About non-relativistic quantum mechanics and electromagnetism

TL;DR

This paper develops a gauge-invariant, non-relativistic quantum electrodynamics framework for many-body charged particles, extending traditional models by including magnetic interactions and a photon-free Darwin Hamiltonian.

Contribution

It introduces a gauge-invariant formulation of non-relativistic QED with a $1/c^2$ approximation, resulting in a Hamiltonian that includes magnetic interactions without photons.

Findings

The Hamiltonian includes Coulomb and current-current interactions.

The $1/c^2$ approximation yields a photon-free Darwin Hamiltonian.
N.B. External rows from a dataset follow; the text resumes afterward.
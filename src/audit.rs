//! Audit log: the pipeline's security/activity trail.
//!
//! Shared by the coordinator and the run workers. Every entry is also
//! emitted through `tracing`; the buffer exists for an observer (a log
//! panel) that snapshots or drains it on its own schedule.

use std::collections::VecDeque;
use std::fmt;
use std::sync::Mutex;

use chrono::{DateTime, Utc};
use serde::Serialize;

use crate::pipeline::types::{Mode, RunId};

/// Buffered entries kept for the observer. Oldest entries are dropped first.
const AUDIT_BUFFER_CAPACITY: usize = 1000;

#[derive(Debug, Clone, Copy, PartialEq, Eq, Serialize)]
#[serde(rename_all = "snake_case")]
pub enum AuditCategory {
    /// Input matched an injection pattern.
    SuspiciousInput,
    /// The guarded input differs from what was submitted.
    InputSanitized,
    /// A Reduce run was requested; detail carries the gating score.
    ReductionRequested,
    /// A Reduce request was refused by the score gate.
    ReductionRejected,
    /// One attempt's response was rejected by the validator or watchdog.
    AttemptRejected,
    RunCompleted,
    RunFailed,
    /// A completed Reduce started a Detect run on its output.
    ChainStarted,
    /// A completed Reduce could not be chained.
    ChainSkipped,
}

impl AuditCategory {
    pub fn as_str(&self) -> &'static str {
        match self {
            Self::SuspiciousInput => "suspicious_input",
            Self::InputSanitized => "input_sanitized",
            Self::ReductionRequested => "reduction_requested",
            Self::ReductionRejected => "reduction_rejected",
            Self::AttemptRejected => "attempt_rejected",
            Self::RunCompleted => "run_completed",
            Self::RunFailed => "run_failed",
            Self::ChainStarted => "chain_started",
            Self::ChainSkipped => "chain_skipped",
        }
    }

    fn is_warning(&self) -> bool {
        matches!(
            self,
            Self::SuspiciousInput | Self::AttemptRejected | Self::RunFailed
        )
    }
}

impl fmt::Display for AuditCategory {
    fn fmt(&self, f: &mut fmt::Formatter<'_>) -> fmt::Result {
        f.write_str(self.as_str())
    }
}

/// A single audit log entry.
#[derive(Debug, Clone, Serialize)]
pub struct AuditEntry {
    /// Monotonic per log, starting at 1. Survives `drain`.
    pub seq: u64,
    pub timestamp: DateTime<Utc>,
    pub category: AuditCategory,
    pub run_id: Option<RunId>,
    pub mode: Option<Mode>,
    pub detail: String,
}

struct AuditBuffer {
    next_seq: u64,
    entries: VecDeque<AuditEntry>,
}

/// In-memory audit log buffer.
pub struct AuditLog {
    buffer: Mutex<AuditBuffer>,
    capacity: usize,
}

impl AuditLog {
    pub fn new() -> Self {
        Self::with_capacity(AUDIT_BUFFER_CAPACITY)
    }

    pub fn with_capacity(capacity: usize) -> Self {
        let capacity = capacity.max(1);
        Self {
            buffer: Mutex::new(AuditBuffer {
                next_seq: 1,
                entries: VecDeque::with_capacity(capacity.min(AUDIT_BUFFER_CAPACITY)),
            }),
            capacity,
        }
    }

    /// Append an entry. Returns its sequence number, or 0 if the buffer
    /// lock is poisoned (the entry still reaches `tracing`).
    pub fn record(
        &self,
        category: AuditCategory,
        run_id: Option<RunId>,
        mode: Option<Mode>,
        detail: impl Into<String>,
    ) -> u64 {
        let detail = detail.into();
        let run = run_id.map(|id| id.to_string()).unwrap_or_default();
        let mode_str = mode.map(|m| m.as_str()).unwrap_or("");

        if category.is_warning() {
            tracing::warn!(category = %category, run_id = %run, mode = mode_str, detail = %detail, "audit");
        } else {
            tracing::info!(category = %category, run_id = %run, mode = mode_str, detail = %detail, "audit");
        }

        let Ok(mut buf) = self.buffer.lock() else {
            return 0;
        };
        let seq = buf.next_seq;
        buf.next_seq += 1;
        if buf.entries.len() >= self.capacity {
            buf.entries.pop_front();
        }
        buf.entries.push_back(AuditEntry {
            seq,
            timestamp: Utc::now(),
            category,
            run_id,
            mode,
            detail,
        });
        seq
    }

    /// Snapshot of the buffered entries, oldest first.
    pub fn entries(&self) -> Vec<AuditEntry> {
        self.buffer
            .lock()
            .map(|buf| buf.entries.iter().cloned().collect())
            .unwrap_or_default()
    }

    /// Take all buffered entries.
    pub fn drain(&self) -> Vec<AuditEntry> {
        self.buffer
            .lock()
            .map(|mut buf| buf.entries.drain(..).collect())
            .unwrap_or_default()
    }

    pub fn buffer_len(&self) -> usize {
        self.buffer.lock().map(|buf| buf.entries.len()).unwrap_or(0)
    }

    /// Buffered entries of one category.
    pub fn count(&self, category: AuditCategory) -> usize {
        self.buffer
            .lock()
            .map(|buf| buf.entries.iter().filter(|e| e.category == category).count())
            .unwrap_or(0)
    }
}

impl Default for AuditLog {
    fn default() -> Self {
        Self::new()
    }
}

#[cfg(test)]
mod tests {
    use super::*;
    use std::sync::Arc;

    #[test]
    fn record_assigns_increasing_seq() {
        let log = AuditLog::new();
        let a = log.record(AuditCategory::SuspiciousInput, None, None, "ignore the rules");
        let b = log.record(AuditCategory::RunCompleted, Some(RunId::new()), Some(Mode::Detect), "42");
        assert_eq!((a, b), (1, 2));
        assert_eq!(log.buffer_len(), 2);
    }

    #[test]
    fn entries_is_a_snapshot() {
        let log = AuditLog::new();
        log.record(AuditCategory::ChainStarted, None, Some(Mode::Detect), "x");
        let snapshot = log.entries();
        assert_eq!(snapshot.len(), 1);
        assert_eq!(snapshot[0].category, AuditCategory::ChainStarted);
        assert_eq!(log.buffer_len(), 1);
    }

    #[test]
    fn drain_empties_but_keeps_sequence() {
        let log = AuditLog::new();
        log.record(AuditCategory::RunFailed, None, None, "a");
        log.record(AuditCategory::RunFailed, None, None, "b");
        let drained = log.drain();
        assert_eq!(drained.len(), 2);
        assert_eq!(log.buffer_len(), 0);
        assert_eq!(log.record(AuditCategory::RunFailed, None, None, "c"), 3);
    }

    #[test]
    fn capacity_drops_oldest() {
        let log = AuditLog::with_capacity(2);
        for detail in ["a", "b", "c"] {
            log.record(AuditCategory::AttemptRejected, None, None, detail);
        }
        let details: Vec<String> = log.entries().into_iter().map(|e| e.detail).collect();
        assert_eq!(details, vec!["b", "c"]);
    }

    #[test]
    fn count_filters_by_category() {
        let log = AuditLog::new();
        log.record(AuditCategory::AttemptRejected, None, None, "x");
        log.record(AuditCategory::AttemptRejected, None, None, "y");
        log.record(AuditCategory::RunCompleted, None, None, "z");
        assert_eq!(log.count(AuditCategory::AttemptRejected), 2);
        assert_eq!(log.count(AuditCategory::ChainSkipped), 0);
    }

    #[test]
    fn shared_across_threads() {
        let log = Arc::new(AuditLog::new());
        let handles: Vec<_> = (0..4)
            .map(|_| {
                let log = Arc::clone(&log);
                std::thread::spawn(move || {
                    for _ in 0..10 {
                        log.record(AuditCategory::RunCompleted, None, None, "ok");
                    }
                })
            })
            .collect();
        for h in handles {
            h.join().unwrap();
        }
        assert_eq!(log.buffer_len(), 40);
        let mut seqs: Vec<u64> = log.entries().iter().map(|e| e.seq).collect();
        seqs.sort_unstable();
        seqs.dedup();
        assert_eq!(seqs.len(), 40);
    }

    #[test]
    fn entry_serializes_category_snake_case() {
        let log = AuditLog::new();
        log.record(AuditCategory::InputSanitized, None, None, "x");
        let json = serde_json::to_string(&log.entries()[0]).unwrap();
        assert!(json.contains("input_sanitized"));
    }
}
Examples demonstrate the significance of magnetic interactions in many-body systems.

Abstract

We describe here the coherent formulation of electromagnetism in the non-relativistic quantum-mechanical many-body theory of interacting charged particles. We use the mathematical frame of the field theory and its quantization in the spirit of the QED. This is necessary because a manifold of misinterpretations emerged especially regarding the magnetic field and gauge invariance. The situation was determined by the historical development of quantum mechanics, starting from the Schr\"odinger equation of a single particle in the presence of given electromagnetic fields, followed by the many-body theories of many charged identical particles having just Coulomb interactions. Our approach to the non-relativistic QED emphasizes the role of the gauge-invariance and of the external fields. We develop further the $1/c^2$ approximation of this theory allowing a closed description of the interacting charged particles without photons. The resulting Hamiltonian coincides with the quantized version of the Darwin Hamiltonian containing besides the Coulomb also a current-current diamagnetic interaction. We show on some examples the importance of this extension of the many-body theory.